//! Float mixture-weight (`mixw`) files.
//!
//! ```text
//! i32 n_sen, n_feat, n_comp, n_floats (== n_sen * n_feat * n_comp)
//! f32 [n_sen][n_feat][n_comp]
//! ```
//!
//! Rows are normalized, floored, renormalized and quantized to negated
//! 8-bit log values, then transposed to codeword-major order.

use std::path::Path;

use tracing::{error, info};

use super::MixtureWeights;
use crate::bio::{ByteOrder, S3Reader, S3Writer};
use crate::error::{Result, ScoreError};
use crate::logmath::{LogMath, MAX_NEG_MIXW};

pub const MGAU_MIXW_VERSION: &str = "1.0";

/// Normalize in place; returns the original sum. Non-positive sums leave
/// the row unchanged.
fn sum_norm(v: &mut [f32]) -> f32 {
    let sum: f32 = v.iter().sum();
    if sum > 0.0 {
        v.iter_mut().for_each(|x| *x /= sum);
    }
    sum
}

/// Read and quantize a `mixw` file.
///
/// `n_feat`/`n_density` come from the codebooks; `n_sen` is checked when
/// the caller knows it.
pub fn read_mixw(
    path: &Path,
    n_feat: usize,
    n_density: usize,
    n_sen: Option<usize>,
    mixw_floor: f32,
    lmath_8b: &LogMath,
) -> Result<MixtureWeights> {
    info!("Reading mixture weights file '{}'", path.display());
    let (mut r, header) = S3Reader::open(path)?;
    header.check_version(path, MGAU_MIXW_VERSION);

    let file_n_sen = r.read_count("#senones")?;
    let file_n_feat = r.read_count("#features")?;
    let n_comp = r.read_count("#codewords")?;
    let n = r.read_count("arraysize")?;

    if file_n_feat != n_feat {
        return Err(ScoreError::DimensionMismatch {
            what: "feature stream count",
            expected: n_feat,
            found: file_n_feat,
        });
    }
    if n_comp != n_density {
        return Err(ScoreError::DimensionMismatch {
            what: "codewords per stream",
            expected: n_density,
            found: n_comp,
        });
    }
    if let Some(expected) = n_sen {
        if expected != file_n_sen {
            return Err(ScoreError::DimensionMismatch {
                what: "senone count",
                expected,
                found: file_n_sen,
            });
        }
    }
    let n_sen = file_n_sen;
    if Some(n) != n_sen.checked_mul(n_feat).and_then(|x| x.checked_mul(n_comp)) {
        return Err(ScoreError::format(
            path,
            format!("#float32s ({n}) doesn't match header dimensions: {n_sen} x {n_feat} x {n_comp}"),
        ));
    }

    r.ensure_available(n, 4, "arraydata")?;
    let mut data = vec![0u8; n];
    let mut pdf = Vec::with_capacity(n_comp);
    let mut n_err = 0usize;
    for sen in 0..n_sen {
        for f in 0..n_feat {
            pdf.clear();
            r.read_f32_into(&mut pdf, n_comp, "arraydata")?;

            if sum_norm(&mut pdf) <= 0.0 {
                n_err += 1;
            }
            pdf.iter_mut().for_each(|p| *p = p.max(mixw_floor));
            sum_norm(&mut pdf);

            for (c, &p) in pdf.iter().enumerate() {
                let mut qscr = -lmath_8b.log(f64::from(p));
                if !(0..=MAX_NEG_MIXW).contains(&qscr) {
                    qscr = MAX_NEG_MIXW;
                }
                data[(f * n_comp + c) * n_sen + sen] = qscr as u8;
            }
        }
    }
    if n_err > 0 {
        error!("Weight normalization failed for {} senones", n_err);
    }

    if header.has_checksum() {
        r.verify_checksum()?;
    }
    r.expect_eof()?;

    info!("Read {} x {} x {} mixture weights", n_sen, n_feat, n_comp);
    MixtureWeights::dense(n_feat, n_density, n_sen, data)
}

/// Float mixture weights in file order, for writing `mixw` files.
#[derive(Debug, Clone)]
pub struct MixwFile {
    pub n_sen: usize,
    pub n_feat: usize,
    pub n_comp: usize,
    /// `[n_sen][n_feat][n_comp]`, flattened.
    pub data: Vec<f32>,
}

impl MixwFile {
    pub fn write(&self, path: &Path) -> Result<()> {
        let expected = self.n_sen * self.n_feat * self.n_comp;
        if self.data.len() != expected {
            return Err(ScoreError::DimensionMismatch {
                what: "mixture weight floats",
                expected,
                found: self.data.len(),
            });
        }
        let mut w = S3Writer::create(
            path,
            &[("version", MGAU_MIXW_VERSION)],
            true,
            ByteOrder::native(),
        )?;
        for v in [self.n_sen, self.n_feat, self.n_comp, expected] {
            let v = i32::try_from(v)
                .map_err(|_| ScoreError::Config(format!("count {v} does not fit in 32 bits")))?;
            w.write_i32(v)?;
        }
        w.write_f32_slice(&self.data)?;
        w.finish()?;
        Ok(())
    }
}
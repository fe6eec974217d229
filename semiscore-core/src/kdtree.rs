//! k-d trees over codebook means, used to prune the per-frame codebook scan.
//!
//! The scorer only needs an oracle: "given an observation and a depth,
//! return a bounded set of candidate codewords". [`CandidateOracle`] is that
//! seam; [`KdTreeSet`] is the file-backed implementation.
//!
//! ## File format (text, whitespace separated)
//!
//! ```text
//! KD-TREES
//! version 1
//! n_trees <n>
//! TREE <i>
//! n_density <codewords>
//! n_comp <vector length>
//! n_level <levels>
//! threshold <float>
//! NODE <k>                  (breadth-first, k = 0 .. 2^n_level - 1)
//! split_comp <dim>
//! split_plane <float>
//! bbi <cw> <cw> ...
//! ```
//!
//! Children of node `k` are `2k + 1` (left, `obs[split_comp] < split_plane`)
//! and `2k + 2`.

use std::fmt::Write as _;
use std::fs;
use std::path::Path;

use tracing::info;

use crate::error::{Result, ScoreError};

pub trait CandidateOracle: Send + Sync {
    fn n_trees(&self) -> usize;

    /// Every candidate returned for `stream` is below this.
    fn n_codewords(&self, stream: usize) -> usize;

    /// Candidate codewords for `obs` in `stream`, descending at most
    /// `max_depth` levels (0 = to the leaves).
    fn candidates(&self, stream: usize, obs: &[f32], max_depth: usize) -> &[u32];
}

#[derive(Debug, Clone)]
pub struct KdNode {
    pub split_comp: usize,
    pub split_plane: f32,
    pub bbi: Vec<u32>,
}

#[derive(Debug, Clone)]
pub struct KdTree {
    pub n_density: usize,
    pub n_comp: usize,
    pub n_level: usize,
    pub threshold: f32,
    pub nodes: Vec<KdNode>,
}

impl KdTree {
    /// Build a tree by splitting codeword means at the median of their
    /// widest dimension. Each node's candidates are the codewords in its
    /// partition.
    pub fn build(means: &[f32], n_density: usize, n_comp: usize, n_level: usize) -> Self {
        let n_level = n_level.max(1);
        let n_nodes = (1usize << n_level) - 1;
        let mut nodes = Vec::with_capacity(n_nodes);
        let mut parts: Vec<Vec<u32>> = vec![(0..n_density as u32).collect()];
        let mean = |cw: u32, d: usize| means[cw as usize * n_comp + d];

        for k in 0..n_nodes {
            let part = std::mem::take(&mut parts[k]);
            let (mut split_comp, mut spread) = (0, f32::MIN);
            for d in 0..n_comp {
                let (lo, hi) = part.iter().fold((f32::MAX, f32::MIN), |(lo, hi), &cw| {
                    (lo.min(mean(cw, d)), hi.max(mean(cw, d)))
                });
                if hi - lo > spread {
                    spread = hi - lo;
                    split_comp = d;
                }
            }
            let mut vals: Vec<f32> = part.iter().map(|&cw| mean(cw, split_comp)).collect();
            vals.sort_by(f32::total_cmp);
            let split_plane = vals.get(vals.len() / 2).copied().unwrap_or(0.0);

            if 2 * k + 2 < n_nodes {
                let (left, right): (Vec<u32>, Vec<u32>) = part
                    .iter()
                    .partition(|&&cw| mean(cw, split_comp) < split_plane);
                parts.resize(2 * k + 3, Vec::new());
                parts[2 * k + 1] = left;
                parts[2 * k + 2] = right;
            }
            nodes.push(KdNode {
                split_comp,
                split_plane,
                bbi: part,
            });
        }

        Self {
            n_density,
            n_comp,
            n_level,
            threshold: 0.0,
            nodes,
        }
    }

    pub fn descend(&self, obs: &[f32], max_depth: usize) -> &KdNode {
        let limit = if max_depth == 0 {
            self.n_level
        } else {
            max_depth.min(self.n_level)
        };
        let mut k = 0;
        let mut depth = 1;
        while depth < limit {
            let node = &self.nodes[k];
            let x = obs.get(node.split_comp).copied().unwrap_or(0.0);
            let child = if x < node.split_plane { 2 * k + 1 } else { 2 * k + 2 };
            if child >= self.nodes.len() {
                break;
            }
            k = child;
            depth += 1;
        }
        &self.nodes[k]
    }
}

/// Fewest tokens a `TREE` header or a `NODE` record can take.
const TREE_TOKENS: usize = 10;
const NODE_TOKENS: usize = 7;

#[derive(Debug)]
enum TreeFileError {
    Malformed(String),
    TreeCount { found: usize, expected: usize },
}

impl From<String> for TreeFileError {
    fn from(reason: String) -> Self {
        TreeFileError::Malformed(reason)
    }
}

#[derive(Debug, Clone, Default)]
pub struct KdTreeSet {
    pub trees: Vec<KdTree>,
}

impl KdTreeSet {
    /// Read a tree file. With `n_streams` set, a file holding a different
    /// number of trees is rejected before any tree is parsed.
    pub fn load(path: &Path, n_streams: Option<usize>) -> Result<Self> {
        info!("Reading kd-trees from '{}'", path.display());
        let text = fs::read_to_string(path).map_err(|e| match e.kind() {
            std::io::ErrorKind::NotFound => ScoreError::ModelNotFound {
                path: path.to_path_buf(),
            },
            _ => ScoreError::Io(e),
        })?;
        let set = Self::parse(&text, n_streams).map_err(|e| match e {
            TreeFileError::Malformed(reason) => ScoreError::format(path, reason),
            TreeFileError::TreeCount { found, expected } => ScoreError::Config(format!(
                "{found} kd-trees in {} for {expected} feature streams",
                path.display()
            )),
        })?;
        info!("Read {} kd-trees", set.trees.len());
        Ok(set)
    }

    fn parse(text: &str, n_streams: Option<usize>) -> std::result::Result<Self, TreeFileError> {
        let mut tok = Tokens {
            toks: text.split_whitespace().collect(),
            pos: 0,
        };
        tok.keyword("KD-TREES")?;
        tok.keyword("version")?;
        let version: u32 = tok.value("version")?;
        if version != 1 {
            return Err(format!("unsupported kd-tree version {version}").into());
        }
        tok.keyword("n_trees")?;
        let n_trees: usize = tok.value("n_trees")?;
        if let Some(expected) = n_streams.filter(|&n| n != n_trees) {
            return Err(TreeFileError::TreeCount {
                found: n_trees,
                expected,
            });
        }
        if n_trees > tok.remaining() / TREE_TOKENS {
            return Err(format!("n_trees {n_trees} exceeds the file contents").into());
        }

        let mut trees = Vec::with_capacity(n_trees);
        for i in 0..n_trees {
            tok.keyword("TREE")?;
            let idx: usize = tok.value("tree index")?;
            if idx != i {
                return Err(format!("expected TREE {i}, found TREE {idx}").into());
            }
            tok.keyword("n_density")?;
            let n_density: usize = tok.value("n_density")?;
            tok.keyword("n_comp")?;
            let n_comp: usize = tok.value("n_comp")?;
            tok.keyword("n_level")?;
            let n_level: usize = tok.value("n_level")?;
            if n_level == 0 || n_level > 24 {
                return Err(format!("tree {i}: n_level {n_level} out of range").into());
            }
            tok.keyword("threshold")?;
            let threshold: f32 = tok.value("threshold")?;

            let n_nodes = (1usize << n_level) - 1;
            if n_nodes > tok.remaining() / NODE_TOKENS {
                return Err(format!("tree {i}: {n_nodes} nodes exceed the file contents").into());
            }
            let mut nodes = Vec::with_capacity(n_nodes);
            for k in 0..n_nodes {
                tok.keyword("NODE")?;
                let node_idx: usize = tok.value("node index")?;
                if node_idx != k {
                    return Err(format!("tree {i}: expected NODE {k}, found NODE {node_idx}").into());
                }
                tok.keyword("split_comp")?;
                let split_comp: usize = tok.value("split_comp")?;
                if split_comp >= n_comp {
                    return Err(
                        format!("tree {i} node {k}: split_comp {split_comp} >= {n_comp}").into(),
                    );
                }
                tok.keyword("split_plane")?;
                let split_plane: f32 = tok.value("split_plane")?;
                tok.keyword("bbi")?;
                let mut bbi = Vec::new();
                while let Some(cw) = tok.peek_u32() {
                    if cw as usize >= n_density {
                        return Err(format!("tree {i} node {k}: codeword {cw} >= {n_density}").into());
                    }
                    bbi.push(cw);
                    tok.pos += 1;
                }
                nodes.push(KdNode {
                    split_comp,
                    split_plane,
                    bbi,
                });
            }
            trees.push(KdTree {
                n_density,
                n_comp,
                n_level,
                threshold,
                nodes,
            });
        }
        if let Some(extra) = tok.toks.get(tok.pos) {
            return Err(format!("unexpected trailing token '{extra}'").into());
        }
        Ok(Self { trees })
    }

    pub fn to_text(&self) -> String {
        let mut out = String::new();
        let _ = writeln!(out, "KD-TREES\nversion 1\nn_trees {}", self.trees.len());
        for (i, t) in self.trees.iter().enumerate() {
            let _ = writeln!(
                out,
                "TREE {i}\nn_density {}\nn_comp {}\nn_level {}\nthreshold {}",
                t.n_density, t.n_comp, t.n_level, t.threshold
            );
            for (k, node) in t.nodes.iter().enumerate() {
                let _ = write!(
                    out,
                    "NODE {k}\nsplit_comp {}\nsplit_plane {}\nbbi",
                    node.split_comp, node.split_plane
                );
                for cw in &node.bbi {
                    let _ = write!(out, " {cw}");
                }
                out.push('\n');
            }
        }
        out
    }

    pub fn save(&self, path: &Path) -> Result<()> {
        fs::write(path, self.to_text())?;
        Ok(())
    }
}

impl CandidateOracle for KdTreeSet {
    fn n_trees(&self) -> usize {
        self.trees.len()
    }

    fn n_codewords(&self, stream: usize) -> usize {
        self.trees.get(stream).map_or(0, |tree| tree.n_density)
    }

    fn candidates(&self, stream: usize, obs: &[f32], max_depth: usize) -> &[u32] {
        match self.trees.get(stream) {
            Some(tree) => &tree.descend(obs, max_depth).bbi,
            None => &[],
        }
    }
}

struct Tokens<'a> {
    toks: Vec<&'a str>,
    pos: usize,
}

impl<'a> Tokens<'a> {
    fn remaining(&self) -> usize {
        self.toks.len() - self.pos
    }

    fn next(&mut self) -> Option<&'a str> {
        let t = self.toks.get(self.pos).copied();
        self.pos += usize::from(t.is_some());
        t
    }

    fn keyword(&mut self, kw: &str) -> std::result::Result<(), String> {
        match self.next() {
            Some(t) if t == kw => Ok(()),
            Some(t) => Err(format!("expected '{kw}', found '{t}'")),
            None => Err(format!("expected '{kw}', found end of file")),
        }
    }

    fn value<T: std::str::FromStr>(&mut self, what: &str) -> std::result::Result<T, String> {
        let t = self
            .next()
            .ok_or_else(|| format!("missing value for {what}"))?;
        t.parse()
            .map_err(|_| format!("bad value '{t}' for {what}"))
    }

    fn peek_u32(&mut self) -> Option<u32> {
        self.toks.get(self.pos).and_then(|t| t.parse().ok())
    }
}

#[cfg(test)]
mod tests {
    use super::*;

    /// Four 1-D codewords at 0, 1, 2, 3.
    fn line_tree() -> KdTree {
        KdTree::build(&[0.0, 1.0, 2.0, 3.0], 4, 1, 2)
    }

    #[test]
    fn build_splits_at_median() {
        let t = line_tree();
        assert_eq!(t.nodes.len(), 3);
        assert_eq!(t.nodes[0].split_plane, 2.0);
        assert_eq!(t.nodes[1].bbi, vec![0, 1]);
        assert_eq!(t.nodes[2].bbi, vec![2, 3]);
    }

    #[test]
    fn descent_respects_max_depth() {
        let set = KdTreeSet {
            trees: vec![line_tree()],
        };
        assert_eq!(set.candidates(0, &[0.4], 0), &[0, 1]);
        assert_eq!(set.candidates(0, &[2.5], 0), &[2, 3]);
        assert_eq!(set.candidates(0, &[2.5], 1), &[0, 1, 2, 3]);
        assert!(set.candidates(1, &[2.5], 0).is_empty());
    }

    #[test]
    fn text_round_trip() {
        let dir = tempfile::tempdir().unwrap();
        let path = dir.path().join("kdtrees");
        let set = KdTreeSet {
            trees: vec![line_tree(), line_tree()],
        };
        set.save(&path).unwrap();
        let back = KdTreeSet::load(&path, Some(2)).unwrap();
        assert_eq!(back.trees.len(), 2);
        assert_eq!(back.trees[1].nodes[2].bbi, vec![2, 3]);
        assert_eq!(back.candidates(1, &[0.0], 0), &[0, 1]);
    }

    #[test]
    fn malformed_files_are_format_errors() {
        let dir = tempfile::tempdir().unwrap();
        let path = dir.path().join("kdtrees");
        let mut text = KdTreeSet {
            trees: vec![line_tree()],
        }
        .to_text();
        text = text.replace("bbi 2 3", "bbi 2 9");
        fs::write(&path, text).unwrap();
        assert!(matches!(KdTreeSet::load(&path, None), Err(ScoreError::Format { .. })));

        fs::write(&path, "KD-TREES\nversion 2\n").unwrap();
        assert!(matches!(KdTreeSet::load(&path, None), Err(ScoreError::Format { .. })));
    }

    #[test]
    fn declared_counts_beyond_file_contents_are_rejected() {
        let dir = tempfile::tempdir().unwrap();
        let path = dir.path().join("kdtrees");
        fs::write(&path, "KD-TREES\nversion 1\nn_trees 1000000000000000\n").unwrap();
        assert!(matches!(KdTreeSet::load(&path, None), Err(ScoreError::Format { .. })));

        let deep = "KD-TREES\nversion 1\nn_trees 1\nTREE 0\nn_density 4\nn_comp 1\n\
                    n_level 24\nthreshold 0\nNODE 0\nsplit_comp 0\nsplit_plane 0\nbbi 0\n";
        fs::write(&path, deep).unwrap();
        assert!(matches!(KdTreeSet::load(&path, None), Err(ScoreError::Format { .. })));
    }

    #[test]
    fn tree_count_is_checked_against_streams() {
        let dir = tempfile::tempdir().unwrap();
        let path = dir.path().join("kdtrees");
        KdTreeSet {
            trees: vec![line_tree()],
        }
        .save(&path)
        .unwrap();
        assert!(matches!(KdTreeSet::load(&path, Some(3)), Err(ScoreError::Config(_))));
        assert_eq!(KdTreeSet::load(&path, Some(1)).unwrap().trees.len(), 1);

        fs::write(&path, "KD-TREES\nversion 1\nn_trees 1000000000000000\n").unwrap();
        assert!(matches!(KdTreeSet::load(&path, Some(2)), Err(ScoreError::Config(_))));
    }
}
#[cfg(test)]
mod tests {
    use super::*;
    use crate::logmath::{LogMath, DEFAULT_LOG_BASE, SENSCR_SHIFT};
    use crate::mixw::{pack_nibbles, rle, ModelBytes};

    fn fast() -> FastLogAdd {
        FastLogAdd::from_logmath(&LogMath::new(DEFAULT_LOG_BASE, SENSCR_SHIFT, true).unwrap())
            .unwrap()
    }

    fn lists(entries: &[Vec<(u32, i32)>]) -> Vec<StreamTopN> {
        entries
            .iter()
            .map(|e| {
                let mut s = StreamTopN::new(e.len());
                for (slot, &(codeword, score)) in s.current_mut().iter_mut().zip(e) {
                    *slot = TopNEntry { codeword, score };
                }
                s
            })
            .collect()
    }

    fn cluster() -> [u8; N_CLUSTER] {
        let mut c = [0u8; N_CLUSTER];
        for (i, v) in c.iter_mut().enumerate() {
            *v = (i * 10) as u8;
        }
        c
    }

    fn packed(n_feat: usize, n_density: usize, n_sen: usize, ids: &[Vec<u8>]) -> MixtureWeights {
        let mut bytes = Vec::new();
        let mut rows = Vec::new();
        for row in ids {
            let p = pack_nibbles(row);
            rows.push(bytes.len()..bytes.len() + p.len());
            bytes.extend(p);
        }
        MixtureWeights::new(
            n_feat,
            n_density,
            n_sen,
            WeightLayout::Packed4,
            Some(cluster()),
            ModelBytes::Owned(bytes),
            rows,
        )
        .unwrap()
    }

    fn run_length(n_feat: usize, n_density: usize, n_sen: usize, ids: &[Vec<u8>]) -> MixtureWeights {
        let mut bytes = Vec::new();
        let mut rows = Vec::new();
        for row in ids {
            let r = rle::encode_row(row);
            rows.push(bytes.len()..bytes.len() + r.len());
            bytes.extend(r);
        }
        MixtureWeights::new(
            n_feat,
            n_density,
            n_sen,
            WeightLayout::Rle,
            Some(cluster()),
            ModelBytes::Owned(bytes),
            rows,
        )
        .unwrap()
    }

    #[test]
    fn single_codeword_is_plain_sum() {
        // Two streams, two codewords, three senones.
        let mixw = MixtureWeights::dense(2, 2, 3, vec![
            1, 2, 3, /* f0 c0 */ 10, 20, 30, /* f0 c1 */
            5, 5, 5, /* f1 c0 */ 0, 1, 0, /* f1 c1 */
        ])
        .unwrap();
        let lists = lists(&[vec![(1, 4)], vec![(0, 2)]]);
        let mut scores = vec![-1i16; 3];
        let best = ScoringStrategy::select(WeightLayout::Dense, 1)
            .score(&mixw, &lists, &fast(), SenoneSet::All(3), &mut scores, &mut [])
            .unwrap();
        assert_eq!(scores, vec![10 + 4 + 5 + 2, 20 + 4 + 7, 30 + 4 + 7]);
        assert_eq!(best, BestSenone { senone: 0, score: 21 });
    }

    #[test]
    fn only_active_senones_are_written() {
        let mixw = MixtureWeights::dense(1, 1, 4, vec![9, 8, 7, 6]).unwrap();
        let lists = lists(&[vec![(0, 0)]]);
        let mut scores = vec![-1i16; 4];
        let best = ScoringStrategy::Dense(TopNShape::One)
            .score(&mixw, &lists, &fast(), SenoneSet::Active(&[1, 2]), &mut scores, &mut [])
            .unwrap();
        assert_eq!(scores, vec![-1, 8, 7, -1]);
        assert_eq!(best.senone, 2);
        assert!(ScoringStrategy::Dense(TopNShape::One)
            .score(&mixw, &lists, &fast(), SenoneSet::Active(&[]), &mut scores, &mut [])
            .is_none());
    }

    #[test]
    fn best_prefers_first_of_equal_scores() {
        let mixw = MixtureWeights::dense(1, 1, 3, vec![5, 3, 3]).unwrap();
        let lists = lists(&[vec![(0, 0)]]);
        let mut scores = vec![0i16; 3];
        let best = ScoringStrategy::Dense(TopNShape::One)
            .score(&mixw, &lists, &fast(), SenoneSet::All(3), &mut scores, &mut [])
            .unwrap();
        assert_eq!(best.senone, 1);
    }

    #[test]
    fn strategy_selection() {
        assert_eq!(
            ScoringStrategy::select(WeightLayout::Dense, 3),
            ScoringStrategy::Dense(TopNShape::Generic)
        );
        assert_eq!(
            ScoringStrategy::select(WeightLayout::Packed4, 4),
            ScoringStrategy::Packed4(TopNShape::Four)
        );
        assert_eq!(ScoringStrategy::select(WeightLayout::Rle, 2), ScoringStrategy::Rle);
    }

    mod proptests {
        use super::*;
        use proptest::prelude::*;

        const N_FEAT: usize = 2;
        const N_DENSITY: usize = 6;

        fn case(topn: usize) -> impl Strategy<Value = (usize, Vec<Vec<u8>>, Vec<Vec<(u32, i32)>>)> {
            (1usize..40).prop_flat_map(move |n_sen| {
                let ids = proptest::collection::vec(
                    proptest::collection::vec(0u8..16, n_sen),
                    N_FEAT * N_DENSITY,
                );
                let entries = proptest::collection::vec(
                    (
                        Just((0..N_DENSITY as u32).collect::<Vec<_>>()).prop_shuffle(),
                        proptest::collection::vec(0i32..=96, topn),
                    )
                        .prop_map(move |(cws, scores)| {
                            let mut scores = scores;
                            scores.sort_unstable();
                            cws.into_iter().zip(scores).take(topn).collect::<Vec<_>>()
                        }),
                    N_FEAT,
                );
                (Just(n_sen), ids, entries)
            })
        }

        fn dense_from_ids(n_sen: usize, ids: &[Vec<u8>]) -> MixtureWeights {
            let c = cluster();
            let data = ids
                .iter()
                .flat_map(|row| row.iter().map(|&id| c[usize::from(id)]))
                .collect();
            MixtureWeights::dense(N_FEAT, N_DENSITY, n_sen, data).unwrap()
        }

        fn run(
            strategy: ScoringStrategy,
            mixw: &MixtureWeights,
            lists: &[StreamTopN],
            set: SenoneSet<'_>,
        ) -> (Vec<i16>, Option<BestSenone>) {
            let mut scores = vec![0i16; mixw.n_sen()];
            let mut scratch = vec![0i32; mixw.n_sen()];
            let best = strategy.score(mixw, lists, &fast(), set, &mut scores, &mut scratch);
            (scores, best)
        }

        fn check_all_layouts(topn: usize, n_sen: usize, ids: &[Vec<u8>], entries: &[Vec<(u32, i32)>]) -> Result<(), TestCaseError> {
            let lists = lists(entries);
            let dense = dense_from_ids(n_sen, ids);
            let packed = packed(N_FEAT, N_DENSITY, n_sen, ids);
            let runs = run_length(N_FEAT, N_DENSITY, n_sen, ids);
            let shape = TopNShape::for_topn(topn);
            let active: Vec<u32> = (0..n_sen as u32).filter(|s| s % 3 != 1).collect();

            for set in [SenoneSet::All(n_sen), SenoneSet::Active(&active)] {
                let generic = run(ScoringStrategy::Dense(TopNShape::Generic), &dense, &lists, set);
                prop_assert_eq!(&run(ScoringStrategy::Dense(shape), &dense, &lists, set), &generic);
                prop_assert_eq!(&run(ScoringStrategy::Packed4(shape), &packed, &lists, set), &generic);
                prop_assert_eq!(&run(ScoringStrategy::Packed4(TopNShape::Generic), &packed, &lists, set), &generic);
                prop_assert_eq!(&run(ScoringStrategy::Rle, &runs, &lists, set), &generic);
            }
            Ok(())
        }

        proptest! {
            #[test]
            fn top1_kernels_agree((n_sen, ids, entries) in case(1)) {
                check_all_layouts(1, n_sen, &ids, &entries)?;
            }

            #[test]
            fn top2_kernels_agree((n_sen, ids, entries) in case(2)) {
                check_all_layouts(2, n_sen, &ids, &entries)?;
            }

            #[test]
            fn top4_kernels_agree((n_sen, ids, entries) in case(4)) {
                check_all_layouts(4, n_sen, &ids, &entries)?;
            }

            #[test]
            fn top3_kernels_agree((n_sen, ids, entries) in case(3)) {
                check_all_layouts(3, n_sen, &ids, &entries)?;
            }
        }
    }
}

☆ ☆ ☆ ☆ ☆

> _TASK STATEMENT_
What is the number of lines in the listing that contain the word "SenoneSet"? Give that number and nothing else.

> _SOLUTION_
6